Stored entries
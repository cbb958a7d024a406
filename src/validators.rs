//! Pure input validation: phone numbers, message content, credentials.
//!
//! Phone numbers are canonicalized to an international `+<digits>` form;
//! the canonical string, not the raw input, is what gets persisted and
//! compared.

use once_cell::sync::Lazy;
use regex::Regex;

use crate::error::AppError;
use crate::models::message::PhoneNumber;

/// Canonical form lower/upper bounds, including the leading `+`.
pub const MIN_NUMBER_LEN: usize = 6;
pub const MAX_NUMBER_LEN: usize = 17;

pub const MIN_CONTENT_LEN: usize = 6;

pub const MIN_NUMBERS_PER_MESSAGE: usize = 1;
pub const MAX_NUMBERS_PER_MESSAGE: usize = 20;

// Hardcoded patterns; a failure to compile is a source bug.
static CANONICAL_NUMBER_REGEX: Lazy<Regex> = Lazy::new(|| {
    // international prefix, non-zero country code digit, then digits
    Regex::new(r"^\+[1-9][0-9]+$").expect("hardcoded phone regex is invalid - fix source code")
});

static EMAIL_REGEX: Lazy<Regex> = Lazy::new(|| {
    Regex::new(r"^[a-zA-Z0-9._%+-]+@[a-zA-Z0-9.-]+\.[a-zA-Z]{2,}$")
        .expect("hardcoded email regex is invalid - fix source code")
});

static USERNAME_REGEX: Lazy<Regex> = Lazy::new(|| {
    Regex::new(r"^[a-zA-Z0-9_-]{3,32}$")
        .expect("hardcoded username regex is invalid - fix source code")
});

/// Validate one destination number and return its canonical form.
///
/// Normalization strips common separators and rewrites the `00`
/// international prefix to `+`. Anything left that is not a plausible
/// international number is rejected.
pub fn validate_number(raw: &str) -> Result<PhoneNumber, AppError> {
    let canonical = normalize_number(raw);

    if canonical.len() < MIN_NUMBER_LEN || canonical.len() > MAX_NUMBER_LEN {
        return Err(AppError::Validation(vec![number_violation(raw)]));
    }
    if !CANONICAL_NUMBER_REGEX.is_match(&canonical) {
        return Err(AppError::Validation(vec![number_violation(raw)]));
    }

    Ok(PhoneNumber::new_unchecked(canonical))
}

fn normalize_number(raw: &str) -> String {
    let stripped: String = raw
        .chars()
        .filter(|c| !matches!(c, ' ' | '-' | '.' | '(' | ')'))
        .collect();

    if let Some(rest) = stripped.strip_prefix("00") {
        format!("+{rest}")
    } else {
        stripped
    }
}

fn number_violation(raw: &str) -> String {
    format!("'{raw}' is not a valid phone number")
}

/// Validate a full create request, collecting every field violation
/// instead of failing fast on the first one.
pub fn validate_create_request(
    content: &str,
    raw_numbers: &[String],
) -> Result<Vec<PhoneNumber>, AppError> {
    let mut violations = Vec::new();

    if content.is_empty() || content.chars().count() < MIN_CONTENT_LEN {
        violations.push(format!(
            "content must be at least {MIN_CONTENT_LEN} characters"
        ));
    }

    if raw_numbers.len() < MIN_NUMBERS_PER_MESSAGE {
        violations.push("at least one destination number is required".to_string());
    } else if raw_numbers.len() > MAX_NUMBERS_PER_MESSAGE {
        violations.push(format!(
            "at most {MAX_NUMBERS_PER_MESSAGE} destination numbers are allowed"
        ));
    }

    let mut numbers = Vec::with_capacity(raw_numbers.len());
    for raw in raw_numbers {
        match validate_number(raw) {
            Ok(number) => numbers.push(number),
            Err(_) => violations.push(number_violation(raw)),
        }
    }

    if violations.is_empty() {
        Ok(numbers)
    } else {
        Err(AppError::Validation(violations))
    }
}

pub fn validate_email(email: &str) -> bool {
    !email.is_empty() && email.len() <= 254 && EMAIL_REGEX.is_match(email)
}

/// 3-32 characters, alphanumeric plus `-` and `_`.
pub fn validate_username(username: &str) -> bool {
    USERNAME_REGEX.is_match(username)
}

pub fn validate_password(password: &str) -> bool {
    password.len() >= 6
}

#[cfg(test)]
mod tests {
    use super::*;

    #[test]
    fn formatted_us_number_is_canonicalized() {
        let number = validate_number("+1 650-555-1234").unwrap();
        assert_eq!(number.as_str(), "+16505551234");
    }

    #[test]
    fn international_double_zero_prefix_is_rewritten() {
        let number = validate_number("0049 30 901820").unwrap();
        assert_eq!(number.as_str(), "+4930901820");
    }

    #[test]
    fn validation_is_idempotent_over_canonical_output() {
        for raw in ["+1 650-555-1234", "+44 (20) 7946.0958", "0049 30 901820"] {
            let first = validate_number(raw).unwrap();
            let second = validate_number(first.as_str()).unwrap();
            assert_eq!(first, second);
        }
    }

    #[test]
    fn garbage_is_rejected() {
        assert!(validate_number("abc").is_err());
        assert!(validate_number("+1-800-FLOWERS").is_err());
        assert!(validate_number("").is_err());
    }

    #[test]
    fn length_bounds_are_enforced_post_normalization() {
        // 5 chars canonical, below minimum
        assert!(validate_number("+123 4").is_err());
        // 6 chars canonical, at minimum
        assert!(validate_number("+12345").is_ok());
        // 17 chars canonical, at maximum
        assert!(validate_number("+1234567890123456").is_ok());
        // 18 chars canonical, above maximum
        assert!(validate_number("+12345678901234567").is_err());
    }

    #[test]
    fn leading_zero_country_code_is_implausible() {
        assert!(validate_number("+0123456").is_err());
    }

    #[test]
    fn create_request_reports_every_violation() {
        let err = validate_create_request("hi", &["abc".into(), "+12345".into()]).unwrap_err();
        match err {
            AppError::Validation(violations) => {
                assert_eq!(violations.len(), 2);
                assert!(violations[0].contains("content"));
                assert!(violations[1].contains("'abc'"));
            }
            other => panic!("expected validation error, got {other:?}"),
        }
    }

    #[test]
    fn create_request_requires_at_least_one_number() {
        let err = validate_create_request("Hello there", &[]).unwrap_err();
        match err {
            AppError::Validation(violations) => {
                assert_eq!(violations, vec!["at least one destination number is required"]);
            }
            other => panic!("expected validation error, got {other:?}"),
        }
    }

    #[test]
    fn create_request_caps_number_count() {
        let numbers: Vec<String> = (0..21).map(|i| format!("+1650555{i:04}")).collect();
        assert!(validate_create_request("Hello there", &numbers).is_err());

        let numbers: Vec<String> = (0..20).map(|i| format!("+1650555{i:04}")).collect();
        let validated = validate_create_request("Hello there", &numbers).unwrap();
        assert_eq!(validated.len(), 20);
    }

    #[test]
    fn duplicate_numbers_are_allowed() {
        let validated = validate_create_request(
            "Hello there",
            &["+16505551234".into(), "+1 650-555-1234".into()],
        )
        .unwrap();
        assert_eq!(validated[0], validated[1]);
    }

    #[test]
    fn email_and_username_shapes() {
        assert!(validate_email("user@example.com"));
        assert!(!validate_email("@example.com"));
        assert!(validate_username("john_doe"));
        assert!(!validate_username("ab"));
    }
}
//! Message persistence.
//!
//! All writes for a given message id go through a transaction; a failed
//! number insert rolls back the whole create, and every status update is
//! followed by a re-read so callers always observe a committed snapshot.

use async_trait::async_trait;
use chrono::Utc;
use sqlx::PgPool;
use uuid::Uuid;

use crate::error::{AppError, AppResult};
use crate::models::message::{Message, PhoneNumber};
use crate::status::{self, MessageStatus};

/// Hard cap on list results; full pagination is a non-goal.
const LIST_LIMIT: i64 = 5000;

#[cfg_attr(test, mockall::automock)]
#[async_trait]
pub trait MessageRepository: Send + Sync {
    /// Insert a message and all its destination numbers in one
    /// transaction, with status CREATED. Returns the committed row.
    async fn create(
        &self,
        author_id: Uuid,
        content: &str,
        numbers: &[PhoneNumber],
    ) -> AppResult<Message>;

    async fn get_by_id(&self, id: Uuid) -> AppResult<Message>;

    /// Transactionally set `status_code` and refresh `updated_at`, then
    /// re-read and return the full message.
    async fn update_status_code(&self, id: Uuid, status: MessageStatus) -> AppResult<Message>;

    /// Messages authored by `user_id` whose status has reached at least
    /// RECEIVED, or at least SENT when `include_sent` is set. Ordered by
    /// most recent activity first.
    async fn list_for_user(&self, user_id: Uuid, include_sent: bool) -> AppResult<Vec<Message>>;
}

/// Minimum status code a message must have reached to show up in a list.
fn list_status_floor(include_sent: bool) -> i32 {
    if include_sent {
        MessageStatus::Sent.code()
    } else {
        MessageStatus::Received.code()
    }
}

#[derive(Debug, sqlx::FromRow)]
struct MessageRow {
    id: Uuid,
    content: String,
    author_id: Uuid,
    status_code: i32,
    created_at: chrono::DateTime<Utc>,
    updated_at: chrono::DateTime<Utc>,
    numbers: Vec<String>,
}

impl MessageRow {
    fn into_message(self) -> AppResult<Message> {
        // status_meta is always recomputed from the committed code
        let status_meta = status::meta_for_code(self.status_code)?;
        Ok(Message {
            id: self.id,
            content: self.content,
            author_id: self.author_id,
            numbers: self
                .numbers
                .into_iter()
                .map(PhoneNumber::new_unchecked)
                .collect(),
            status_code: self.status_code,
            status_meta,
            created_at: self.created_at,
            updated_at: self.updated_at,
        })
    }
}

const SELECT_MESSAGE: &str = r#"
    SELECT m.id,
           m.content,
           m.author_id,
           m.status_code,
           m.created_at,
           m.updated_at,
           COALESCE(
               array_agg(n.number ORDER BY n.position)
                   FILTER (WHERE n.number IS NOT NULL),
               '{}'
           ) AS numbers
    FROM messages m
    LEFT JOIN message_numbers n ON n.message_id = m.id
"#;

#[derive(Clone)]
pub struct PgMessageRepository {
    pool: PgPool,
}

impl PgMessageRepository {
    pub fn new(pool: PgPool) -> Self {
        Self { pool }
    }
}

#[async_trait]
impl MessageRepository for PgMessageRepository {
    async fn create(
        &self,
        author_id: Uuid,
        content: &str,
        numbers: &[PhoneNumber],
    ) -> AppResult<Message> {
        let id = Uuid::new_v4();
        let now = Utc::now();

        let mut tx = self.pool.begin().await?;

        sqlx::query(
            "INSERT INTO messages (id, author_id, content, status_code, created_at, updated_at) \
             VALUES ($1, $2, $3, $4, $5, $6)",
        )
        .bind(id)
        .bind(author_id)
        .bind(content)
        .bind(MessageStatus::Created.code())
        .bind(now)
        .bind(now)
        .execute(tx.as_mut())
        .await?;

        // position preserves the caller's insertion order
        for (position, number) in numbers.iter().enumerate() {
            sqlx::query(
                "INSERT INTO message_numbers (message_id, number, position) VALUES ($1, $2, $3)",
            )
            .bind(id)
            .bind(number.as_str())
            .bind(position as i32)
            .execute(tx.as_mut())
            .await?;
        }

        tx.commit().await?;

        self.get_by_id(id).await
    }

    async fn get_by_id(&self, id: Uuid) -> AppResult<Message> {
        let sql = format!("{SELECT_MESSAGE} WHERE m.id = $1 GROUP BY m.id");
        let row = sqlx::query_as::<_, MessageRow>(&sql)
            .bind(id)
            .fetch_optional(&self.pool)
            .await?
            .ok_or(AppError::NotFound)?;

        row.into_message()
    }

    async fn update_status_code(&self, id: Uuid, status: MessageStatus) -> AppResult<Message> {
        let mut tx = self.pool.begin().await?;

        let updated = sqlx::query(
            "UPDATE messages SET status_code = $1, updated_at = $2 WHERE id = $3",
        )
        .bind(status.code())
        .bind(Utc::now())
        .bind(id)
        .execute(tx.as_mut())
        .await?;

        if updated.rows_affected() == 0 {
            return Err(AppError::NotFound);
        }

        tx.commit().await?;

        // Re-read so the caller observes the committed snapshot, numbers
        // and recomputed meta included.
        self.get_by_id(id).await
    }

    async fn list_for_user(&self, user_id: Uuid, include_sent: bool) -> AppResult<Vec<Message>> {
        let sql = format!(
            "{SELECT_MESSAGE} \
             WHERE m.author_id = $1 AND m.status_code >= $2 \
             GROUP BY m.id \
             ORDER BY m.updated_at DESC \
             LIMIT $3"
        );

        let rows = sqlx::query_as::<_, MessageRow>(&sql)
            .bind(user_id)
            .bind(list_status_floor(include_sent))
            .bind(LIST_LIMIT)
            .fetch_all(&self.pool)
            .await?;

        rows.into_iter().map(MessageRow::into_message).collect()
    }
}
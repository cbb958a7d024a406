pub mod messages;
pub mod users;

pub use messages::{MessageRepository, PgMessageRepository};
//! Redis pub/sub listener: forwards published notification events to the
//! local subscriber registry. Runs on its own task for the lifetime of
//! the process; publishing happens in the service layer.

use axum::extract::ws::Message;
use futures_util::StreamExt;

use crate::services::publisher::TOPIC_PREFIX;
use crate::websocket::ConnectionRegistry;

pub async fn start_pubsub_listener(
    client: redis::Client,
    registry: ConnectionRegistry,
) -> redis::RedisResult<()> {
    // Pub/sub needs a dedicated connection, not the multiplexed one.
    let conn = client.get_async_connection().await?;
    let mut pubsub = conn.into_pubsub();
    pubsub.psubscribe(format!("{TOPIC_PREFIX}*")).await?;

    let mut stream = pubsub.on_message();
    while let Some(msg) = stream.next().await {
        let topic: String = msg.get_channel_name().to_string();
        let payload: String = match msg.get_payload() {
            Ok(payload) => payload,
            Err(e) => {
                tracing::warn!(error = %e, %topic, "dropping undecodable pubsub payload");
                continue;
            }
        };

        registry.broadcast(&topic, Message::Text(payload)).await;
    }

    Ok(())
}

Requirement: Nothing but an exact copy of the lines from the start of the entries through the line containing "pub const MAX_NUMBER_LEN: usize = 17;" belongs in the response.

The completed task:
repository cbb958a7d024a406
filename src/validators.rs
//! Pure input validation: phone numbers, message content, credentials.
//!
//! Phone numbers are canonicalized to an international `+<digits>` form;
//! the canonical string, not the raw input, is what gets persisted and
//! compared.

use once_cell::sync::Lazy;
use regex::Regex;

use crate::error::AppError;
use crate::models::message::PhoneNumber;

/// Canonical form lower/upper bounds, including the leading `+`.
pub const MIN_NUMBER_LEN: usize = 6;
pub const MAX_NUMBER_LEN: usize = 17;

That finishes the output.